'''

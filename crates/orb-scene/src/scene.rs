//! Scene lifecycle: building, switching and ticking the active scene.

use std::cell::{Ref, RefCell};
use std::rc::Rc;

use glam::Vec3;
use orb_input::{ColorValue, PointerColorMapper, PointerDispatcher, PointerSubscription};
use tracing::{debug, info};

use crate::lighting::PointLight;
use crate::mode::{DayNightMode, SceneCommand, SceneMode};
use crate::orbit::{OrbitController, OrbitSettings};
use crate::rotation::{MeshTransform, PlanetLayers};
use crate::schedule::FrameScheduler;
use crate::transition::FadeIn;

/// Radius of the ball and of the Earth body.
pub const BODY_RADIUS: f32 = 1.0;
/// Radius of the cloud shell, just above the surface.
pub const CLOUDS_RADIUS: f32 = 1.03;

/// Everything the controller needs, resolved from configuration.
#[derive(Debug, Clone, PartialEq)]
pub struct SceneSettings {
    pub orbit: OrbitSettings,
    pub ball_auto_rotate_speed: f32,
    pub earth_auto_rotate_speed: f32,
    /// Position, range and decay; intensity is picked per scene.
    pub light: PointLight,
    pub ball_light_intensity: f32,
    pub earth_light_intensity: f32,
    pub fade_in_secs: f64,
}

impl Default for SceneSettings {
    fn default() -> Self {
        Self {
            orbit: OrbitSettings::default(),
            ball_auto_rotate_speed: 5.0,
            earth_auto_rotate_speed: 0.3,
            light: PointLight::default(),
            ball_light_intensity: 200.0,
            earth_light_intensity: 800.0,
            fade_in_secs: 1.0,
        }
    }
}

/// The pointer-colored sphere.
pub struct BallScene {
    mapper: Rc<RefCell<PointerColorMapper>>,
    _subscription: PointerSubscription,
}

impl BallScene {
    /// Builds the scene and subscribes its color mapper to `dispatcher`.
    #[must_use]
    pub fn new(dispatcher: &PointerDispatcher) -> Self {
        let mapper = Rc::new(RefCell::new(PointerColorMapper::new()));
        let subscription = dispatcher.subscribe(Rc::clone(&mapper));
        Self {
            mapper,
            _subscription: subscription,
        }
    }

    #[must_use]
    pub fn color(&self) -> ColorValue {
        self.mapper.borrow().color()
    }

    #[must_use]
    pub fn mapper(&self) -> Ref<'_, PointerColorMapper> {
        self.mapper.borrow()
    }
}

/// The rotating Earth with its cloud shell.
pub struct EarthScene {
    layers: PlanetLayers,
    scheduler: FrameScheduler<PlanetLayers>,
    day_night: DayNightMode,
}

impl EarthScene {
    /// Builds the scene with both layers unmounted and both rotation
    /// callbacks registered, body first.
    #[must_use]
    pub fn new(day_night: DayNightMode) -> Self {
        let mut scheduler = FrameScheduler::new();
        scheduler.register("earth.body", |layers: &mut PlanetLayers, dt| {
            layers.advance_body(dt);
        });
        scheduler.register("earth.clouds", |layers: &mut PlanetLayers, dt| {
            layers.advance_clouds(dt);
        });
        Self {
            layers: PlanetLayers::default(),
            scheduler,
            day_night,
        }
    }

    /// Runs this frame's rotation callbacks.
    pub fn tick(&mut self, delta: f64) {
        self.scheduler.run(&mut self.layers, delta);
    }

    /// Marks the body mesh as mounted. Idempotent.
    pub fn mount_body(&mut self) {
        if self.layers.body.is_none() {
            self.layers.body = Some(MeshTransform::new(BODY_RADIUS));
            debug!("earth body mounted");
        }
    }

    /// Marks the cloud mesh as mounted. Idempotent.
    pub fn mount_clouds(&mut self) {
        if self.layers.clouds.is_none() {
            self.layers.clouds = Some(MeshTransform::new(CLOUDS_RADIUS));
            debug!("earth clouds mounted");
        }
    }

    #[must_use]
    pub fn layers(&self) -> &PlanetLayers {
        &self.layers
    }

    #[must_use]
    pub fn day_night(&self) -> DayNightMode {
        self.day_night
    }

    #[must_use]
    pub fn scheduler(&self) -> &FrameScheduler<PlanetLayers> {
        &self.scheduler
    }
}

pub enum ActiveScene {
    Ball(BallScene),
    Earth(EarthScene),
}

impl ActiveScene {
    #[must_use]
    pub fn mode(&self) -> SceneMode {
        match self {
            Self::Ball(_) => SceneMode::Ball,
            Self::Earth(_) => SceneMode::Earth,
        }
    }
}

/// Owns the active scene, the orbit camera and the fade-in.
///
/// The day/night flag lives here rather than in [`EarthScene`] so it survives
/// a round trip through the ball scene.
pub struct SceneController {
    settings: SceneSettings,
    active: ActiveScene,
    day_night: DayNightMode,
    orbit: Rc<RefCell<OrbitController>>,
    _orbit_subscription: PointerSubscription,
    fade: FadeIn,
}

impl SceneController {
    #[must_use]
    pub fn new(
        settings: SceneSettings,
        mode: SceneMode,
        day_night: DayNightMode,
        dispatcher: &PointerDispatcher,
    ) -> Self {
        let orbit = Rc::new(RefCell::new(OrbitController::new(settings.orbit.clone())));
        let orbit_subscription = dispatcher.subscribe(Rc::clone(&orbit));
        let fade = FadeIn::new(settings.fade_in_secs);
        let active = match mode {
            SceneMode::Ball => ActiveScene::Ball(BallScene::new(dispatcher)),
            SceneMode::Earth => ActiveScene::Earth(EarthScene::new(day_night)),
        };
        let mut controller = Self {
            settings,
            active,
            day_night,
            orbit,
            _orbit_subscription: orbit_subscription,
            fade,
        };
        controller.sync_orbit_speed();
        info!(scene = mode.label(), ?day_night, "scene controller ready");
        controller
    }

    /// Applies a command. Returns `true` if anything visible changed.
    pub fn apply(&mut self, command: SceneCommand, dispatcher: &PointerDispatcher) -> bool {
        match command {
            SceneCommand::ShowBall => self.show(SceneMode::Ball, dispatcher),
            SceneCommand::ShowEarth => self.show(SceneMode::Earth, dispatcher),
            SceneCommand::SetDayNight(mode) => {
                if self.day_night == mode {
                    return false;
                }
                self.day_night = mode;
                if let ActiveScene::Earth(earth) = &mut self.active {
                    earth.day_night = mode;
                }
                info!(?mode, "day/night changed");
                true
            }
        }
    }

    /// Switches scenes, dropping the old one entirely. No-op if `mode` is
    /// already showing.
    fn show(&mut self, mode: SceneMode, dispatcher: &PointerDispatcher) -> bool {
        if self.active.mode() == mode {
            return false;
        }
        // Assignment drops the old scene with its callbacks and subscription.
        self.active = match mode {
            SceneMode::Ball => ActiveScene::Ball(BallScene::new(dispatcher)),
            SceneMode::Earth => ActiveScene::Earth(EarthScene::new(self.day_night)),
        };
        self.sync_orbit_speed();
        info!(scene = mode.label(), "scene switched");
        true
    }

    /// Applies changed settings to the running scene. The fade-in keeps its
    /// original duration.
    pub fn set_settings(&mut self, settings: SceneSettings) {
        self.orbit.borrow_mut().set_settings(settings.orbit.clone());
        self.settings = settings;
        self.sync_orbit_speed();
        debug!(scene = self.active.mode().label(), "scene settings updated");
    }

    fn sync_orbit_speed(&mut self) {
        let speed = match self.active.mode() {
            SceneMode::Ball => self.settings.ball_auto_rotate_speed,
            SceneMode::Earth => self.settings.earth_auto_rotate_speed,
        };
        self.orbit.borrow_mut().set_auto_rotate_speed(speed);
    }

    /// Advances the fade, the camera and the active scene by `delta` seconds.
    pub fn tick(&mut self, delta: f64) {
        self.fade.advance(delta);
        self.orbit.borrow_mut().update(delta);
        if let ActiveScene::Earth(earth) = &mut self.active {
            earth.tick(delta);
        }
    }

    #[must_use]
    pub fn mode(&self) -> SceneMode {
        self.active.mode()
    }

    #[must_use]
    pub fn day_night(&self) -> DayNightMode {
        self.day_night
    }

    #[must_use]
    pub fn active(&self) -> &ActiveScene {
        &self.active
    }

    pub fn active_mut(&mut self) -> &mut ActiveScene {
        &mut self.active
    }

    /// The point light with this scene's intensity.
    #[must_use]
    pub fn light(&self) -> PointLight {
        let intensity = match self.active.mode() {
            SceneMode::Ball => self.settings.ball_light_intensity,
            SceneMode::Earth => self.settings.earth_light_intensity,
        };
        PointLight {
            intensity,
            ..self.settings.light
        }
    }

    #[must_use]
    pub fn eye(&self) -> Vec3 {
        self.orbit.borrow().eye()
    }

    #[must_use]
    pub fn opacity(&self) -> f32 {
        self.fade.opacity()
    }

    #[must_use]
    pub fn orbit(&self) -> Ref<'_, OrbitController> {
        self.orbit.borrow()
    }
}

'''

* Exercise instructions *
From the data above, copy out every line with the string "DayNightMode" in it.

* Response box *
use crate::mode::{DayNightMode, SceneCommand, SceneMode};
    day_night: DayNightMode,
    pub fn new(day_night: DayNightMode) -> Self {
    pub fn day_night(&self) -> DayNightMode {
    day_night: DayNightMode,
        day_night: DayNightMode,
    pub fn day_night(&self) -> DayNightMode {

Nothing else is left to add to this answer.